E a serpente descia da mais alta das árvores, de um cipreste imenso e vetusto que perfurava o céu com seu cimo seco e pontiagudo. E o cipreste cortava o céu, e desse corte incurável jorrava uma tempestuosa chuva de sangue. Ela caía sobre meu pesar. E o silvo da serpente soava sangrento em meu desejo. Eu a sentia se aproximando, enroscando-se em minha perna e picando meu calcanhar. E da picada gotejava um sangue tão gélido que congelava as gotas sanguíneas da chuva.

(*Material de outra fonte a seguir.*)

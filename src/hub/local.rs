//! Dataset splits stored as parquet files on the local filesystem.
//!
//! Accepts either a single `.parquet` file or a directory laid out the way
//! Hub dataset repos are: `{split}.parquet`, or `{split}-00000-of-00002.parquet`
//! style shards, at the top level or under `data/`.

use std::collections::BTreeSet;
use std::path::{Path, PathBuf};

use crate::error::FetchError;
use crate::record::{Record, Split};

use super::read_parquet_file;

/// Load `split` from a local parquet file or dataset directory.
pub fn load_local_split(path: &Path, split: &str) -> Result<Split, FetchError> {
    if path.is_file() {
        let records = read_parquet_file(path)?;
        return Ok(Split::new(split, records));
    }

    if !path.is_dir() {
        return Err(FetchError::Io(std::io::Error::new(
            std::io::ErrorKind::NotFound,
            format!(
                "Path is neither a parquet file nor a directory: {}",
                path.display()
            ),
        )));
    }

    let shards = split_files(path, split)?;
    if shards.is_empty() {
        return Err(FetchError::SplitNotFound {
            split: split.to_string(),
            available: available_splits(path)?,
        });
    }

    let mut records: Vec<Record> = Vec::new();
    for shard in &shards {
        records.extend(read_parquet_file(shard)?);
    }

    tracing::info!(
        path = %path.display(),
        split = split,
        shards = shards.len(),
        rows = records.len(),
        "Split loaded from local directory"
    );

    Ok(Split::new(split, records))
}

/// Parquet files belonging to `split`, in shard order.
pub fn split_files(dir: &Path, split: &str) -> Result<Vec<PathBuf>, FetchError> {
    let exact = format!("{}.parquet", split);
    let prefix = format!("{}-", split);

    for candidate in search_dirs(dir) {
        let files = parquet_files(&candidate)?;

        if let Some(file) = files.iter().find(|f| file_name(f) == exact) {
            return Ok(vec![file.clone()]);
        }

        let shards: Vec<PathBuf> = files
            .into_iter()
            .filter(|f| file_name(f).starts_with(&prefix))
            .collect();
        if !shards.is_empty() {
            return Ok(shards);
        }
    }

    Ok(Vec::new())
}

/// Split names discovered from parquet file names, sorted and deduplicated.
pub fn available_splits(dir: &Path) -> Result<Vec<String>, FetchError> {
    let mut splits = BTreeSet::new();
    for candidate in search_dirs(dir) {
        for file in parquet_files(&candidate)? {
            let name = file_name(&file);
            let stem = name.trim_end_matches(".parquet");
            let split = stem.split_once('-').map(|(s, _)| s).unwrap_or(stem);
            splits.insert(split.to_string());
        }
    }
    Ok(splits.into_iter().collect())
}

fn search_dirs(dir: &Path) -> Vec<PathBuf> {
    let mut dirs = vec![dir.to_path_buf()];
    let data = dir.join("data");
    if data.is_dir() {
        dirs.push(data);
    }
    dirs
}

fn parquet_files(dir: &Path) -> Result<Vec<PathBuf>, FetchError> {
    let mut files: Vec<PathBuf> = std::fs::read_dir(dir)?
        .filter_map(|e| e.ok())
        .map(|e| e.path())
        .filter(|p| p.is_file() && p.extension().map(|x| x == "parquet").unwrap_or(false))
        .collect();
    files.sort();
    Ok(files)
}

fn file_name(path: &Path) -> String {
    path.file_name()
        .map(|n| n.to_string_lossy().to_string())
        .unwrap_or_default()
}
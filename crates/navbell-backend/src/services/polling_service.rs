use navbell_badge::POLL_INTERVAL;

use crate::services::unread_service;

/// Owned handle of the repeating unread polling loop.
///
/// Dropping the handle does not stop the loop; it is stopped explicitly via
/// [`UnreadPoller::stop`] so the lifecycle stays visible in [`crate::state::State`].
#[derive(Debug)]
pub struct UnreadPoller {
    handle: tokio::task::JoinHandle<()>,
}

impl UnreadPoller {
    /// Spawns the polling loop. The first cycle runs immediately, then one
    /// every [`POLL_INTERVAL`].
    fn spawn(context: super::AppContextHandle) -> Self {
        let handle = tokio::spawn(async move {
            let mut ticker = tokio::time::interval(POLL_INTERVAL);
            loop {
                ticker.tick().await;
                // Each cycle runs as its own task: a slow or hung request
                // must not delay the next tick. Out-of-order completions
                // are converged by the following tick.
                tokio::spawn(unread_service::refresh_unread_count(context.clone()));
            }
        });
        Self { handle }
    }

    /// Stops the polling loop. Cycles already spawned run to completion.
    fn stop(self) {
        self.handle.abort();
    }
}

/// Handles a request to start the polling loop (see
/// [`navbell_bridge::MessageToBackend::StartUnreadPolling`]).
pub async fn handle_start_polling_request(context: super::AppContextHandle) {
    let mut state = context.state.write().await;
    if state.poller.is_some() {
        log::debug!("Unread polling is already running, ignoring the start request");
        return;
    }

    log::info!("Starting unread polling with an interval of {POLL_INTERVAL:?}");
    state.poller = Some(UnreadPoller::spawn(context.clone()));
}

/// Handles a request to stop the polling loop (see
/// [`navbell_bridge::MessageToBackend::StopUnreadPolling`]).
pub async fn handle_stop_polling_request(context: super::AppContextHandle) {
    let mut state = context.state.write().await;
    match state.poller.take() {
        Some(poller) => {
            poller.stop();
            log::info!("Stopped unread polling");
        }
        None => log::debug!("Unread polling is not running, ignoring the stop request"),
    }
}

Foi então que aves em chamas espiralizadas, aves nunca antes vistas, infelizes e devastadas, em bandos intermináveis, bicavam furiosamente, até que sangrasse todo o espaço celeste de forma definitiva. Ouvi grunhidos asfixiados do sol obscurecido por astros vermelhos. E o grunhido do sol era o retumbar do sino e o silvo da serpente. E das núpcias agourentas desses sons de morte, nasciam dos horizontes em fogo tartárico nuvens carregadas. Eram nuvens entrecortadas por veias onde eu via pulsar um sangue enfebrecido. As nuvens cresciam inexoravelmente, arrastadas com fúria por furacões ciclópicos de sopros cósmicos. E fundiam-se no centro do céu, e suas veias explodiam como no pior pesadelo. E toda a abóbada celeste tingiu-se do mais fatal vermelho de sangue. E eu queria saber por que essas coisas aconteciam comigo...

E, finalmente, em alguns canhestros e funestos dias, eu, na minha invisível solidão, saía massacrado a perambular pelas ruas de minha cidade. E diante de meus olhos ensanguentados, o desfile hediondo da civilização humana feria o mais íntimo de minha existência. Sim, eu via sangue em todos aqueles rostos, sangue que escorria de seus sorrisos de prazer, sangue que gotejava de seus olhos sem alma, sangue que brotava como orvalho de suor inútil de seus poros corrompidos.

E aqueles homens e mulheres, velhos e crianças, brancos e negros, ricos e pobres, esfaqueavam-se mutuamente contentes e diabolicamente satisfeitos. Mas não havia facas em suas mãos antes de esfaquearem-se. Porém, quando retiravam os dedos dos corpos de seus semelhantes, havia entre eles um punhal de ódio. E enquanto riam de prazer, eu observava todos os seus dentes caírem vermelhos na poeira do chão ardente.

E os prédios, casas, torres, igrejas, monumentos, tudo desmoronava infiltrado por um viscoso e ácido sangue que corroía suas estruturas. E sob as ruínas, eu contemplava milhares de corpos mutilados. Mas eles levantavam-se satisfeitos dos escombros e exibiam para que todos contemplassem os pedaços extirpados de seus organismos degradados. Enquanto isso, alguns homens corriam pelas ruas, masturbavam-se e ejaculavam sangue. E junto com eles, mulheres completamente nuas introduziam objetos não identificáveis em suas vaginas e sangravam copiosamente.

Não havia luz nos céus. Somente a luz mortiça, doentia e avermelhada de uma gigantesca lâmpada eletrônica projetada de forma macabra sobre a cidade. E ao seu redor, fervilhavam miríades de odiosas moscas, mosquitos, baratas e outros insetos que carregavam sangue enfermiço em suas patas. Então se alastrou uma música abominável. E havia nela uma risada demoníaca que me arrepiou impiedosamente. Era um deboche maligno que sangrava os ouvidos de todas as pessoas que eu avistava. E com a música odienta, um rio de sangue invadiu as ruas e arrastou com ele milhares de humanos. E naquele sangue, todos nadavam contentes, bebiam, comiam e defecavam, rindo e ostentando o ouro de seus dentes caídos, os quais eram recolhidos por entre o lixo infinito que trazia o sangue.

E todo aquele sangue era o sangue da morte do planeta. E eu... eu apenas delirava. E intuí porque essas coisas aconteciam comigo. É que existem alguns momentos em que se deve deixar o adeus para que se saiba quando a humanidade partirá para um novo destino...

3 comentários:

Anônimo disse...

Assombroso, realmente assombroso. Tua força imaginativa é rara e de uma densidade emocional assustadora.

André Vieira

Sapa disse...

Nossa pirei lendoooo,rs.Brigada,seu Blog é show,beijos

Cristiano Contreiras disse...

Parabéns pela proposta e atitude do seu blog, além de bem escrito - o contexto é elegante, tem seriedade e muito conceito! te sigo!